I was at another conference in Nijmegen in September, ostensibly about reducing the health inequalities experienced by people with learning disabilities, where there were a lot of trainee intellectual disability physicians (there is such a profession in the Netherlands) working in institutions. Even if they didn’t approve of institutions and had ambitions for an ‘ordinary life’ for the people with learning disabilities currently living within them, they described them as nice places for people with learning disabilities to live – physically pleasant settings, safe, with a sense of belonging for people and with activities for people to do. People with learning disabilities have serious problems to contend with in the UK, I thought, but at least we’ve moved beyond that.

Looking at this written down, three words come to mind; smug, complacent and wrong.

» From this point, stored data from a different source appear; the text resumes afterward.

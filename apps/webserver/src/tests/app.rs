use crate::app::{build_server, resolve_config, start};
use crate::cli::Cli;
use crate::error::WebserverError;

use webserver_core::config::{CONFIG_FILE_NAME, ServerConfig};

use std::fs;
use std::net::TcpListener;
use std::path::Path;

use clap::Parser;

fn cli_for(config_dir: &Path, extra: &[&str]) -> Cli {
    let mut args = vec![
        "webserver".to_string(),
        "--config-dir".to_string(),
        config_dir.display().to_string(),
    ];
    args.extend(extra.iter().map(|arg| arg.to_string()));
    Cli::try_parse_from(args).expect("valid flags")
}

/// **VALUE**: Verifies precedence: file, then environment, then flags.
///
/// **WHY THIS MATTERS**: Users expect a one-off `--port` to beat whatever is in the
/// file or the shell profile.
///
/// **BUG THIS CATCHES**: Would catch overrides applied in the wrong order.
#[test]
fn given_file_env_and_flags_when_resolved_then_flags_win() {
    let dir = tempfile::tempdir().expect("temp dir");
    fs::write(
        dir.path().join(CONFIG_FILE_NAME),
        "[network]\nhost = \"10.0.0.1\"\nport = 7000\n",
    )
    .expect("write config");
    let cli = cli_for(dir.path(), &["--port", "7002"]);

    let config = resolve_config(&cli, |name| {
        (name == "WEBSERVER_PORT" || name == "WEBSERVER_HOST").then(|| match name {
            "WEBSERVER_PORT" => "7001".to_string(),
            _ => "127.0.0.1".to_string(),
        })
    })
    .expect("valid config");

    assert_eq!(config.network.host, "127.0.0.1", "env beats file");
    assert_eq!(config.network.port, 7002, "flag beats env");
}

/// **VALUE**: Verifies an invalid config file surfaces as a Config error.
#[test]
fn given_broken_file_when_resolved_then_config_error() {
    let dir = tempfile::tempdir().expect("temp dir");
    fs::write(dir.path().join(CONFIG_FILE_NAME), "network = [").expect("write config");
    let cli = cli_for(dir.path(), &[]);

    let result = resolve_config(&cli, |_| None);

    assert!(matches!(result, Err(WebserverError::Config { .. })));
}

/// **VALUE**: Verifies a missing file with no overrides gives defaults.
#[test]
fn given_empty_config_dir_when_resolved_then_defaults() {
    let dir = tempfile::tempdir().expect("temp dir");
    let cli = cli_for(dir.path(), &[]);

    let config = resolve_config(&cli, |_| None).expect("defaults");

    assert_eq!(config.network.port, 8090);
    assert!(config.content.document_roots.is_empty());
}

/// **VALUE**: Verifies a port already in use is reported as a start failure.
///
/// **BUG THIS CATCHES**: Would catch bind errors being mislabelled as config errors.
#[tokio::test]
async fn given_port_in_use_when_started_then_start_failed() {
    let occupied = TcpListener::bind("127.0.0.1:0").expect("bind placeholder");
    let mut config = ServerConfig::default();
    config.network.host = "127.0.0.1".to_string();
    config.network.port = occupied.local_addr().expect("local addr").port();

    let result = start(&build_server(config)).await;

    assert!(matches!(result, Err(WebserverError::StartFailed { .. })));
}
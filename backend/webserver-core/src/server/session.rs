//! Per-socket plain HTTP loop.

use crate::error::http::HttpError;
use crate::http::body::parse_body;
use crate::http::wire::{RequestHead, read_body, read_head, write_continue, write_response};
use crate::http::{Method, Response};
use crate::server::{Shared, channel_task};

use common::HttpStatusCode;

use std::net::SocketAddr;
use std::sync::Arc;

use log::{Level, debug, error, log, warn};
use tokio::net::TcpStream;
use tokio::task::spawn_blocking;

/// Serve requests on `stream` until the peer leaves, asks to close, or upgrades.
pub(crate) async fn serve(shared: Arc<Shared>, mut stream: TcpStream, remote_addr: SocketAddr) {
    let network = &shared.config.network;
    let read_timeout = shared.config.read_timeout();
    let mut buffer = Vec::new();

    loop {
        let head = match read_head(
            &mut stream,
            &mut buffer,
            network.max_header_bytes,
            read_timeout,
        )
        .await
        {
            Ok(Some(head)) => head,
            Ok(None) => {
                debug!("Connection from {} finished", remote_addr);
                return;
            }
            Err(e) => {
                answer_error(&mut stream, remote_addr, &e).await;
                return;
            }
        };

        if head.is_websocket_upgrade() {
            channel_task::run(Arc::clone(&shared), stream, buffer, head, remote_addr).await;
            return;
        }

        match answer(&shared, &mut stream, &mut buffer, head, remote_addr).await {
            Ok(true) => {}
            Ok(false) => return,
            Err(e) => {
                answer_error(&mut stream, remote_addr, &e).await;
                return;
            }
        }
    }
}

/// Read the body, route the request and write the response.
///
/// Returns whether the socket should stay open for another request.
async fn answer(
    shared: &Arc<Shared>,
    stream: &mut TcpStream,
    buffer: &mut Vec<u8>,
    head: RequestHead,
    remote_addr: SocketAddr,
) -> Result<bool, HttpError> {
    let mut request = head.into_request(remote_addr)?;

    if request.headers.contains_token("transfer-encoding", "chunked") {
        return Err(HttpError::malformed(
            "chunked transfer encoding is not supported",
        ));
    }

    let length = request.headers.content_length()?.unwrap_or(0);
    let max_body_bytes = shared.config.network.max_body_bytes;
    if length > 0
        && length <= max_body_bytes
        && request.headers.contains_token("expect", "100-continue")
    {
        write_continue(stream).await?;
    }

    let body = if length > 0 {
        read_body(
            stream,
            buffer,
            length,
            max_body_bytes,
            shared.config.read_timeout(),
        )
        .await?
    } else {
        Vec::new()
    };

    let keep_alive = request.keep_alive();
    let head_only = request.method == Method::Head;
    let method = request.method;
    let path = request.path.clone();

    let routing = Arc::clone(shared);
    let routed = spawn_blocking(move || {
        let upload_dir = routing.config.content.upload_dir.as_deref();
        parse_body(&mut request, &body, upload_dir)?;
        let (response, _) = routing.router.route(&request);
        // Dropping the request removes its temporary upload files.
        Ok::<_, HttpError>(response)
    })
    .await;

    let response = match routed {
        Ok(Ok(response)) => response,
        Ok(Err(e)) => return Err(e),
        Err(join_error) => {
            error!(
                "Request handler for {} {} panicked: {}",
                method, path, join_error
            );
            Response::text(
                HttpStatusCode::INTERNAL_ERROR,
                "SERVER INTERNAL ERROR: request handler failed",
            )
        }
    };

    let level = if response.status.is_server_error() {
        Level::Warn
    } else {
        Level::Info
    };
    log!(
        level,
        "{} \"{} {}\" {} {}",
        remote_addr,
        method,
        path,
        response.status.0,
        response.content_length()
    );

    if let Err(e) = write_response(stream, response, keep_alive, head_only).await {
        debug!("Failed to write response to {}: {}", remote_addr, e);
        return Ok(false);
    }
    Ok(keep_alive)
}

/// Answer a request that failed before routing, then give up on the socket.
async fn answer_error(stream: &mut TcpStream, remote_addr: SocketAddr, failure: &HttpError) {
    if failure.is_protocol_error() {
        warn!("Bad request from {}: {}", remote_addr, failure);
    } else {
        error!("Request from {} failed: {}", remote_addr, failure);
    }

    let response = Response::text(failure.status(), failure.response_text());
    if let Err(e) = write_response(stream, response, false, false).await {
        debug!("Could not report failure to {}: {}", remote_addr, e);
    }
}

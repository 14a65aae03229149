//! Plain HTTP/1.1 handling: request heads, bodies, responses and content types.
//!
//! Only what a local development server needs: fixed-length bodies, no
//! chunked uploads, no ranges, no compression.

pub mod body;
pub mod mime;
pub mod request;
pub mod response;
pub(crate) mod wire;

pub use body::UploadedParts;
pub use mime::mime_type_for;
pub use request::{Headers, Method, QUERY_STRING_PARAMETER, QueryParams, Request};
pub use response::{Body, Response};
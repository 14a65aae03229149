// Library exports for testing
// The binary (main.rs) imports these as well

pub mod app;
pub mod cli;
pub mod error;
pub mod logger;

#[cfg(test)]
mod tests;
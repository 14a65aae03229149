use crate::channel::ConnectionId;

use std::net::SocketAddr;

/// Lifecycle notifications for persistent connections.
///
/// Published on a broadcast channel; see [`WebServer::subscribe`](crate::WebServer::subscribe).
#[derive(Debug, Clone, Copy, PartialEq, Eq)]
pub enum ConnectionEvent {
    /// Upgrade completed and the connection is registered.
    Opened {
        id: ConnectionId,
        remote_addr: SocketAddr,
    },
    /// Connection unregistered; no further frames will be sent or received.
    Closed {
        id: ConnectionId,
        remote_addr: SocketAddr,
    },
}

impl ConnectionEvent {
    pub fn id(&self) -> ConnectionId {
        match self {
            ConnectionEvent::Opened { id, .. } | ConnectionEvent::Closed { id, .. } => *id,
        }
    }
}
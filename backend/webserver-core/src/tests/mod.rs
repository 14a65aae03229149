mod connection;
mod dispatcher;
mod keepalive;
mod mime;
mod request;

use crate::channel::Connection;
use crate::http::Headers;

use std::net::SocketAddr;

use tokio::sync::mpsc::UnboundedReceiver;
use tokio_tungstenite::tungstenite::Message;

/// Test helper: a connection already in `Open`, with its outbound queue.
pub(crate) fn open_connection(port: u16) -> (Connection, UnboundedReceiver<Message>) {
    let remote_addr: SocketAddr = format!("127.0.0.1:{port}")
        .parse()
        .expect("valid socket address");
    let (connection, outbound) = Connection::new(remote_addr, Headers::new());
    assert!(connection.mark_open());
    (connection, outbound)
}

/// Test helper: text of the next queued frame, panicking on anything else.
pub(crate) fn next_text(outbound: &mut UnboundedReceiver<Message>) -> String {
    match outbound.try_recv().expect("a queued frame") {
        Message::Text(text) => text.to_string(),
        other => panic!("expected a text frame, got {other:?}"),
    }
}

Wrong because in England, today, the institutions are not empty. They might not be big Victorian semi-rural piles any more (these seem to have become Trust headquarters, executive flats or housing estates). Instead they are usually smaller - either bland, newish-build complexes hidden away near to ring roads or in industrial estates, or converted houses found along little-used country lanes. They don’t call themselves institutions, they call themselves specialist residential services of various types (Assessment and Treatment Units, for example), and they can be provided by the NHS or the private sector. The latest census of people with learning disabilities, published by the Health and Social Care Information Centre http://www.hscic.gov.uk/pubs/ldcensusrep1213, reported that 3,250 adults with learning disabilities in England were inpatients in such services, virtually no change from the 3,376 adults in similar services in 2010.
Can we really call these places institutions? Erving Goffman, the sociologist nonpareil of institutions, in his 1961 book Asylums defined a total institution as “A place of residence and work where a large number of like-situated individuals, cut off from wider society for an appreciable period of time, together lead an enclosed, formally administered round of life.” Features of institutional routines include a complete breakdown of usual distinctions between work, play and sleep, so that all these things happen under one roof under a single authority; block treatment of residents; routines which act to depersonalise residents; rigid institutional routines; and maintaining a social distance between residents and staff. Even where restrictions on a person’s liberty may be necessary (e.g. in high secure services) this does not mean that the person has to live in a total institution.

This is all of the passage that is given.